**DIRECTIONS FOR THIS TASK**
Output the entries verbatim, including every line.

Data excerpts:
//! Declared application configuration and launch properties.

use std::collections::BTreeMap;
use std::fmt;
use std::path::Path;

use serde::{Deserialize, Serialize};

/// Identifier of a topic, namespaced by group.
#[derive(Debug, Clone, PartialEq, Eq, Serialize, Deserialize)]
pub struct TopicKey {
    pub group: String,
    pub name: String,
}

impl TopicKey {
    pub fn new(group: impl Into<String>, name: impl Into<String>) -> Self {
        Self {
            group: group.into(),
            name: name.into(),
        }
    }

    /// The broker-side topic name: `{group}-{name}`.
    pub fn topic_name(&self) -> String {
        format!("{}-{}", self.group, self.name)
    }
}

/// Configuration an application declares through its config accessor.
///
/// Built once per launch, right after construction, and read-only afterward.
/// All fields are optional or may be empty; the launch host passes them
/// through without validation.
#[derive(Debug, Clone, Default, PartialEq, Eq, Serialize, Deserialize)]
pub struct StreamConfig {
    /// Application identifier.
    pub name: Option<String>,
    /// Broker connection string, e.g. `broker0:9092,broker1:9092`.
    pub broker_connection: Option<String>,
    /// Topics the application consumes from, in declaration order.
    pub from_topics: Vec<TopicKey>,
    /// Topics the application produces to, in declaration order.
    pub to_topics: Vec<TopicKey>,
}

impl StreamConfig {
    pub fn builder() -> StreamConfigBuilder {
        StreamConfigBuilder::default()
    }
}

/// Renders as compact JSON; this is the `<config>` half of the
/// describe-and-exit output line.
impl fmt::Display for StreamConfig {
    fn fmt(&self, f: &mut fmt::Formatter<'_>) -> fmt::Result {
        let json = serde_json::to_string(self).map_err(|_| fmt::Error)?;
        f.write_str(&json)
    }
}

#[derive(Debug, Default)]
pub struct StreamConfigBuilder {
    name: Option<String>,
    broker_connection: Option<String>,
    from_topics: Vec<TopicKey>,
    to_topics: Vec<TopicKey>,
}

impl StreamConfigBuilder {
    pub fn name(mut self, name: impl Into<String>) -> Self {
        self.name = Some(name.into());
        self
    }

    pub fn broker_connection(mut self, broker: impl Into<String>) -> Self {
        self.broker_connection = Some(broker.into());
        self
    }

    pub fn from_topic(mut self, key: TopicKey) -> Self {
        self.from_topics.push(key);
        self
    }

    pub fn to_topic(mut self, key: TopicKey) -> Self {
        self.to_topics.push(key);
        self
    }

    pub fn build(self) -> StreamConfig {
        StreamConfig {
            name: self.name,
            broker_connection: self.broker_connection,
            from_topics: self.from_topics,
            to_topics: self.to_topics,
        }
    }
}

/// String-keyed launch properties.
///
/// A `Props` value passed as the sole launch argument selects the
/// zero-argument construction path; if it also carries [`Props::DESCRIBE_KEY`]
/// the launch renders the declared configuration and exits without running
/// the application.
#[derive(Debug, Clone, Default, PartialEq, Eq, Serialize, Deserialize)]
#[serde(transparent)]
pub struct Props(BTreeMap<String, String>);

impl Props {
    /// Reserved marker key that triggers describe-and-exit mode.
    pub const DESCRIBE_KEY: &'static str = "rivulet.config.describe";

    pub fn new() -> Self {
        Self::default()
    }

    pub fn with(mut self, key: impl Into<String>, value: impl Into<String>) -> Self {
        self.0.insert(key.into(), value.into());
        self
    }

    pub fn get(&self, key: &str) -> Option<&str> {
        self.0.get(key).map(String::as_str)
    }

    pub fn contains(&self, key: &str) -> bool {
        self.0.contains_key(key)
    }

    /// Whether the describe marker is present. Only presence matters, not the
    /// value.
    pub fn describe_requested(&self) -> bool {
        self.contains(Self::DESCRIBE_KEY)
    }

    /// Load properties from a YAML file.
    pub fn from_yaml_file(path: impl AsRef<Path>) -> anyhow::Result<Self> {
        let path = path.as_ref();
        let contents = std::fs::read_to_string(path)
            .map_err(|e| anyhow::anyhow!("Failed to read {}: {}", path.display(), e))?;
        serde_yaml::from_str(&contents)
            .map_err(|e| anyhow::anyhow!("Failed to parse {}: {}", path.display(), e))
    }
}

#[cfg(test)]
mod tests {
    use super::*;

    #[test]
    fn test_topic_name_joins_group_and_name() {
        let key = TopicKey::new("default", "t1");
        assert_eq!(key.topic_name(), "default-t1");
    }

    #[test]
    fn test_builder_collects_topics_in_order() {
        let config = StreamConfig::builder()
            .name("my-app")
            .broker_connection("broker0:9092")
            .from_topic(TopicKey::new("g", "a"))
            .from_topic(TopicKey::new("g", "b"))
            .to_topic(TopicKey::new("g", "out"))
            .build();

        assert_eq!(config.name.as_deref(), Some("my-app"));
        assert_eq!(config.from_topics.len(), 2);
        assert_eq!(config.from_topics[0].name, "a");
        assert_eq!(config.to_topics[0].topic_name(), "g-out");
    }

    #[test]
    fn test_display_renders_json() {
        let config = StreamConfig::builder()
            .name("echo")
            .from_topic(TopicKey::new("default", "t1"))
            .build();

        let rendered = config.to_string();
        assert!(rendered.starts_with('{'));
        assert!(rendered.contains("\"name\":\"echo\""));
        assert!(rendered.contains("\"t1\""));
    }

    #[test]
    fn test_describe_marker() {
        let props = Props::new().with("some.key", "value");
        assert!(!props.describe_requested());

        let props = props.with(Props::DESCRIBE_KEY, "");
        assert!(props.describe_requested());
        assert_eq!(props.get("some.key"), Some("value"));
    }

    #[test]
    fn test_props_from_yaml_file() {
        let dir = tempfile::tempdir().unwrap();
        let path = dir.path().join("launch.yaml");
        std::fs::write(&path, "rivulet.config.describe: \"\"\napp.name: echo\n").unwrap();

        let props = Props::from_yaml_file(&path).unwrap();
        assert!(props.describe_requested());
        assert_eq!(props.get("app.name"), Some("echo"));
    }

    #[test]
    fn test_props_missing_file() {
        assert!(Props::from_yaml_file("/nonexistent/launch.yaml").is_err());
    }
}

**REPLY TO THE EXERCISE**
//! Declared application configuration and launch properties.

use std::collections::BTreeMap;
use std::fmt;
use std::path::Path;

use serde::{Deserialize, Serialize};

/// Identifier of a topic, namespaced by group.
#[derive(Debug, Clone, PartialEq, Eq, Serialize, Deserialize)]
pub struct TopicKey {
    pub group: String,
    pub name: String,
}

impl TopicKey {
    pub fn new(group: impl Into<String>, name: impl Into<String>) -> Self {
        Self {
            group: group.into(),
            name: name.into(),
        }
    }

    /// The broker-side topic name: `{group}-{name}`.
    pub fn topic_name(&self) -> String {
        format!("{}-{}", self.group, self.name)
    }
}

/// Configuration an application declares through its config accessor.
///
/// Built once per launch, right after construction, and read-only afterward.
/// All fields are optional or may be empty; the launch host passes them
/// through without validation.
#[derive(Debug, Clone, Default, PartialEq, Eq, Serialize, Deserialize)]
pub struct StreamConfig {
    /// Application identifier.
    pub name: Option<String>,
    /// Broker connection string, e.g. `broker0:9092,broker1:9092`.
    pub broker_connection: Option<String>,
    /// Topics the application consumes from, in declaration order.
    pub from_topics: Vec<TopicKey>,
    /// Topics the application produces to, in declaration order.
    pub to_topics: Vec<TopicKey>,
}

impl StreamConfig {
    pub fn builder() -> StreamConfigBuilder {
        StreamConfigBuilder::default()
    }
}

/// Renders as compact JSON; this is the `<config>` half of the
/// describe-and-exit output line.
impl fmt::Display for StreamConfig {
    fn fmt(&self, f: &mut fmt::Formatter<'_>) -> fmt::Result {
        let json = serde_json::to_string(self).map_err(|_| fmt::Error)?;
        f.write_str(&json)
    }
}

#[derive(Debug, Default)]
pub struct StreamConfigBuilder {
    name: Option<String>,
    broker_connection: Option<String>,
    from_topics: Vec<TopicKey>,
    to_topics: Vec<TopicKey>,
}

impl StreamConfigBuilder {
    pub fn name(mut self, name: impl Into<String>) -> Self {
        self.name = Some(name.into());
        self
    }

    pub fn broker_connection(mut self, broker: impl Into<String>) -> Self {
        self.broker_connection = Some(broker.into());
        self
    }

    pub fn from_topic(mut self, key: TopicKey) -> Self {
        self.from_topics.push(key);
        self
    }

    pub fn to_topic(mut self, key: TopicKey) -> Self {
        self.to_topics.push(key);
        self
    }

    pub fn build(self) -> StreamConfig {
        StreamConfig {
            name: self.name,
            broker_connection: self.broker_connection,
            from_topics: self.from_topics,
            to_topics: self.to_topics,
        }
    }
}

/// String-keyed launch properties.
///
/// A `Props` value passed as the sole launch argument selects the
/// zero-argument construction path; if it also carries [`Props::DESCRIBE_KEY`]
/// the launch renders the declared configuration and exits without running
/// the application.
#[derive(Debug, Clone, Default, PartialEq, Eq, Serialize, Deserialize)]
#[serde(transparent)]
pub struct Props(BTreeMap<String, String>);

impl Props {
    /// Reserved marker key that triggers describe-and-exit mode.
    pub const DESCRIBE_KEY: &'static str = "rivulet.config.describe";

    pub fn new() -> Self {
        Self::default()
    }

    pub fn with(mut self, key: impl Into<String>, value: impl Into<String>) -> Self {
        self.0.insert(key.into(), value.into());
        self
    }

    pub fn get(&self, key: &str) -> Option<&str> {
        self.0.get(key).map(String::as_str)
    }

    pub fn contains(&self, key: &str) -> bool {
        self.0.contains_key(key)
    }

    /// Whether the describe marker is present. Only presence matters, not the
    /// value.
    pub fn describe_requested(&self) -> bool {
        self.contains(Self::DESCRIBE_KEY)
    }

    /// Load properties from a YAML file.
    pub fn from_yaml_file(path: impl AsRef<Path>) -> anyhow::Result<Self> {
        let path = path.as_ref();
        let contents = std::fs::read_to_string(path)
            .map_err(|e| anyhow::anyhow!("Failed to read {}: {}", path.display(), e))?;
        serde_yaml::from_str(&contents)
            .map_err(|e| anyhow::anyhow!("Failed to parse {}: {}", path.display(), e))
    }
}

#[cfg(test)]
mod tests {
    use super::*;

    #[test]
    fn test_topic_name_joins_group_and_name() {
        let key = TopicKey::new("default", "t1");
        assert_eq!(key.topic_name(), "default-t1");
    }

    #[test]
    fn test_builder_collects_topics_in_order() {
        let config = StreamConfig::builder()
            .name("my-app")
            .broker_connection("broker0:9092")
            .from_topic(TopicKey::new("g", "a"))
            .from_topic(TopicKey::new("g", "b"))
            .to_topic(TopicKey::new("g", "out"))
            .build();

        assert_eq!(config.name.as_deref(), Some("my-app"));
        assert_eq!(config.from_topics.len(), 2);
        assert_eq!(config.from_topics[0].name, "a");
        assert_eq!(config.to_topics[0].topic_name(), "g-out");
    }

    #[test]
    fn test_display_renders_json() {
        let config = StreamConfig::builder()
            .name("echo")
            .from_topic(TopicKey::new("default", "t1"))
            .build();

        let rendered = config.to_string();
        assert!(rendered.starts_with('{'));
        assert!(rendered.contains("\"name\":\"echo\""));
        assert!(rendered.contains("\"t1\""));
    }

    #[test]
    fn test_describe_marker() {
        let props = Props::new().with("some.key", "value");
        assert!(!props.describe_requested());

        let props = props.with(Props::DESCRIBE_KEY, "");
        assert!(props.describe_requested());
        assert_eq!(props.get("some.key"), Some("value"));
    }

    #[test]
    fn test_props_from_yaml_file() {
        let dir = tempfile::tempdir().unwrap();
        let path = dir.path().join("launch.yaml");
        std::fs::write(&path, "rivulet.config.describe: \"\"\napp.name: echo\n").unwrap();

        let props = Props::from_yaml_file(&path).unwrap();
        assert!(props.describe_requested());
        assert_eq!(props.get("app.name"), Some("echo"));
    }

    #[test]
    fn test_props_missing_file() {
        assert!(Props::from_yaml_file("/nonexistent/launch.yaml").is_err());
    }
}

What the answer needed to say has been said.